Fashion writers today are likely to be tasked with an all-round sense of content creation and communication, ranging from social media, Q&As, video content, e-commerce copy and, if you’re lucky, good old fashioned long-form features on design, clothes and the fascinating moments at which fashion crosses over with culture and society at large. Today, brands and social media agencies are just as likely to be employers of fashion writers as newspapers or magazines. At publications, hardly any jobs are available for writers – most junior positions are paid 12-month internships – however, academic fashion journalism courses have never been more popular.

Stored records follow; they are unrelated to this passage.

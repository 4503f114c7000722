//! Verification of signed webhooks received from another Courier instance.

use axum::http::HeaderMap;

use super::models::WebhookRequestBody;
use super::signature::verify_signature;
use crate::error::{CourierError, ErrorCode, Result};

/// Check an inbound request and return its parsed body.
///
/// Both headers must be present before the body is even parsed. The event
/// header must name the same event as the body, and the signature header must
/// verify against `{event, payload}` under `secret`.
pub fn verify_inbound(
    headers: &HeaderMap,
    body: &[u8],
    secret: &str,
    event_header: &str,
    signature_header: &str,
) -> Result<WebhookRequestBody> {
    let event = header_str(headers, event_header)?;
    let signature = header_str(headers, signature_header)?;

    let parsed: WebhookRequestBody = serde_json::from_slice(body).map_err(|e| {
        CourierError::with_internal(ErrorCode::InvalidJson, "Malformed webhook body", e.to_string())
    })?;

    if parsed.event != event {
        tracing::warn!(
            header_event = %event,
            body_event = %parsed.event,
            "Inbound webhook event mismatch"
        );
        return Err(CourierError::invalid_signature());
    }

    if !verify_signature(signature, &parsed.event, &parsed.payload, secret) {
        tracing::warn!(event = %parsed.event, "Inbound webhook signature rejected");
        return Err(CourierError::invalid_signature());
    }

    Ok(parsed)
}

fn header_str<'a>(headers: &'a HeaderMap, name: &str) -> Result<&'a str> {
    headers
        .get(name)
        .and_then(|v| v.to_str().ok())
        .map(str::trim)
        .filter(|v| !v.is_empty())
        .ok_or_else(|| CourierError::missing_signature_headers(name))
}
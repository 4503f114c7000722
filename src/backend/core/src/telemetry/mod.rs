//! Telemetry: structured logging and Prometheus metrics.
//!
//! - **Logging**: JSON/pretty logging with sensitive data redaction
//! - **Metrics**: queue, delivery and error counters exported for Prometheus
//!
//! # Example
//!
//! ```rust,no_run
//! use courier_core::telemetry::{TelemetryConfig, init_telemetry};
//!
//! let config = TelemetryConfig::default();
//! let handle = init_telemetry(&config).expect("Failed to initialize telemetry");
//! ```

pub mod logging;
pub mod metrics;

pub use logging::{init_logging, LogFormat, LoggingConfig, RedactionConfig, SensitiveFieldRedactor};
pub use metrics::{init_metrics, DeliveryMetrics, MetricsConfig, MetricsRegistry, QueueMetrics};

use serde::Deserialize;

/// Unified telemetry configuration.
#[derive(Debug, Clone, Deserialize)]
pub struct TelemetryConfig {
    /// Service name reported in logs and metrics
    #[serde(default = "default_service_name")]
    pub service_name: String,

    /// Environment (development, staging, production)
    #[serde(default = "default_environment")]
    pub environment: String,

    /// Logging configuration
    #[serde(default)]
    pub logging: LoggingConfig,

    /// Metrics configuration
    #[serde(default)]
    pub metrics: MetricsConfig,
}

impl Default for TelemetryConfig {
    fn default() -> Self {
        Self {
            service_name: default_service_name(),
            environment: default_environment(),
            logging: LoggingConfig::default(),
            metrics: MetricsConfig::default(),
        }
    }
}

fn default_service_name() -> String {
    "courier".to_string()
}

fn default_environment() -> String {
    std::env::var("COURIER_ENVIRONMENT").unwrap_or_else(|_| "development".to_string())
}

/// Initialize logging and metrics. Call once at startup.
///
/// # Errors
///
/// Returns an error if either component fails to initialize.
pub fn init_telemetry(config: &TelemetryConfig) -> anyhow::Result<TelemetryHandle> {
    init_logging(&config.logging, &config.environment)?;
    let metrics = init_metrics(&config.metrics, &config.service_name)?;

    Ok(TelemetryHandle { metrics })
}

/// Handle for the telemetry lifecycle.
#[derive(Debug, Clone)]
pub struct TelemetryHandle {
    /// Registry backing `GET /metrics`
    pub metrics: MetricsRegistry,
}

#[cfg(test)]
mod tests {
    use super::*;

    #[test]
    fn test_telemetry_config_defaults() {
        let config = TelemetryConfig::default();
        assert_eq!(config.service_name, "courier");
        assert!(config.metrics.enabled);
    }
}
use scraper::{ElementRef, Html, Selector};
use tracing::debug;

use crate::error::ContentError;

/// Elements whose text is never part of the readable content.
const SKIPPED_ELEMENTS: &[&str] = &[
    "script", "style", "noscript", "template", "svg", "iframe", "form", "button", "nav",
    "header", "footer", "aside", "table",
];

/// Containers tried in order when looking for the main content.
const CONTENT_ROOTS: &[&str] = &["article", "main", "[role=main]", "body"];

/// Fetches web pages and reduces them to their main readable text.
#[derive(Clone)]
pub struct PageFetcher {
    client: reqwest::Client,
    min_chars: usize,
    max_chars: usize,
}

impl PageFetcher {
    pub fn new(client: reqwest::Client, min_chars: usize, max_chars: usize) -> Self {
        Self {
            client,
            min_chars,
            max_chars,
        }
    }

    /// Fetch `url` and return at most `max_chars` characters of main text.
    pub async fn fetch_text(&self, url: &str) -> Result<String, ContentError> {
        let response = self.client.get(url).send().await?.error_for_status()?;

        let content_type = response
            .headers()
            .get(reqwest::header::CONTENT_TYPE)
            .and_then(|v| v.to_str().ok())
            .unwrap_or("text/html")
            .to_ascii_lowercase();
        if !(content_type.contains("html") || content_type.starts_with("text/")) {
            return Err(ContentError::Unsupported(content_type));
        }

        let body = response.text().await?;
        let text = if content_type.contains("html") {
            extract_main_text(&body)
        } else {
            collapse_whitespace(&body)
        };

        let len = text.chars().count();
        debug!("extracted {len} chars from {url}");
        if len < self.min_chars {
            return Err(ContentError::TooShort { len });
        }

        Ok(truncate_chars(&text, self.max_chars))
    }
}

/// Main readable text of an HTML document, whitespace-collapsed.
///
/// Prefers `<article>`, then `<main>`, then the whole `<body>`. Scripts,
/// styles, navigation chrome and tables are dropped; comments never
/// contribute text.
pub fn extract_main_text(html: &str) -> String {
    let document = Html::parse_document(html);

    let root = CONTENT_ROOTS.iter().find_map(|selector| {
        let selector = Selector::parse(selector).ok()?;
        document
            .select(&selector)
            .find(|el| !collapse_whitespace(&visible_text(*el)).is_empty())
    });

    match root {
        Some(root) => collapse_whitespace(&visible_text(root)),
        None => String::new(),
    }
}

fn visible_text(element: ElementRef<'_>) -> String {
    let mut out = String::new();
    collect_text(element, &mut out);
    out
}

fn collect_text(element: ElementRef<'_>, out: &mut String) {
    for child in element.children() {
        if let Some(child_element) = ElementRef::wrap(child) {
            if SKIPPED_ELEMENTS.contains(&child_element.value().name()) {
                continue;
            }
            collect_text(child_element, out);
            out.push(' ');
        } else if let Some(text) = child.value().as_text() {
            out.push_str(text);
        }
    }
}

fn collapse_whitespace(text: &str) -> String {
    text.split_whitespace().collect::<Vec<_>>().join(" ")
}

pub(crate) fn truncate_chars(text: &str, max_chars: usize) -> String {
    text.chars().take(max_chars).collect()
}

Not only have Central Saint Martins added ‘Fashion Journalism’ to its roster of fashion pathways, but independent companies, such as Condé Nast and Mastered, are charging eye-watering sums of money for access to their little black books, without any kind of scholarship or bursary schemes for students who can’t afford it – let alone the students that could actually benefit from such training. It all indicates that the demand to be a fashion journalist is heavily outstripping the supply of opportunities, and, what’s more, it shows just how much money there is to be made out of coaxing young people into faux educational institutions that promise them the knowledge and skills to land them a dream job at Vogue.
To put the record straight, we spoke to handful of heavyweight fashion editors to get to the bottom of what it really means to be a fashion journalist, and, more importantly, what being a fashion journalist actually is in this day and age. Forget those cash-swallowing fashion finishing schools; these are the people that can hire you and will train you to be the next generation of Suzys and Cathys and Tims. Pay close attention to what they have to say.
Sarah Mower OBE is a Contributing Editor and Chief Fashion Critic at American Vogue. Hers is one of the most distinctive voices in the industry, having worked for over 30 years at publications including British Vogue, Harper’s Bazaar, The Daily Telegraph and Style.com, as well as authoring several books including Stylists: The Interpreters of Fashion. She is a decorated promoter of British fashion designers and holds the position of Ambassador for Emerging Talent at the British Fashion Council. As a fashion critic, she is the essence of what it means to write intelligently and knowledgeably about design, business and trends.
“THERE ARE VERY FEW PEOPLE WHO ACTUALLY CRITICISE ANYMORE OTHER THAN WHAT A STATE SHE LOOKS, HOW FAT SHE IS, A SORT OF TROLLING-TYPE COMMENTARY.” – SARAH MOWER
Fashion communicators are no longer the only communicators: brands, especially big ones, are now so involved with communicating their ideas directly to an audience. How has this changed fashion journalism?
The gatekeepers are not the same gatekeepers anymore. Now there are no gatekeepers – there are no gates! [Laughs] Long form journalism in fashion, it’s gone. Although perhaps, well there are far more fashion books now than there ever used to be: photography books and the rest of that stuff. I don’t know whether you can actually make any money in that area, but I used to be writing 3000 word articles. I still do occasionally, but it’s much more common to be writing a 200 word story for Vogue.com on a constant basis, so I don’t know. I just don’t know where all the thoughtfulness, where the fierce critique is coming from. Alex Fury is a shining example of that and he’s working in a combination of very old-fashioned, traditional ways, i.e. being the independent fashion critic – I don’t mean the newspaper Independent – I mean an independent-minded critic, which of course Suzy Menkes used to be and Cathy Horyn, and so on. His combination is that and his Instagram, so he’s straddling it. He’s fearless, his company doesn’t seem to care about what he says about who, whether he’s rude about companies or even a whole country, saying that Italian fashion is dead – that sort of thing. There are very few people who actually criticise anymore other than what a state she looks, how fat she is, a sort of trolling-type commentary.
I often wonder who the audience for serious fashion criticism is…
Well I‘ll tell you who’s reading it: it’s the company owners, and the buyers. That’s what it always used to be. And you know, if you have a strong enough voice, an authoritative voice, they’ll take notice of you.
In terms of writing about fashion design in the wider context of design, or fashion photography in the wider context of photography, it seems limited.
Well, you know, there can be an upside to this – fashion exhibitions: a well-curated fashion exhibition. It doesn’t have to be on the scale of Savage Beauty, but it can be the immersive experience where people can think and contemplate; have their minds blown by fashion and take it in with video and paintings. You know, everything to do with the culture that fashion is embedded in. And then of course there are catalogues and the rest of it. That is what I think, if I was your age, I would be doing now. And then I guess there are movies too, and videos. It’s just moving into a different place.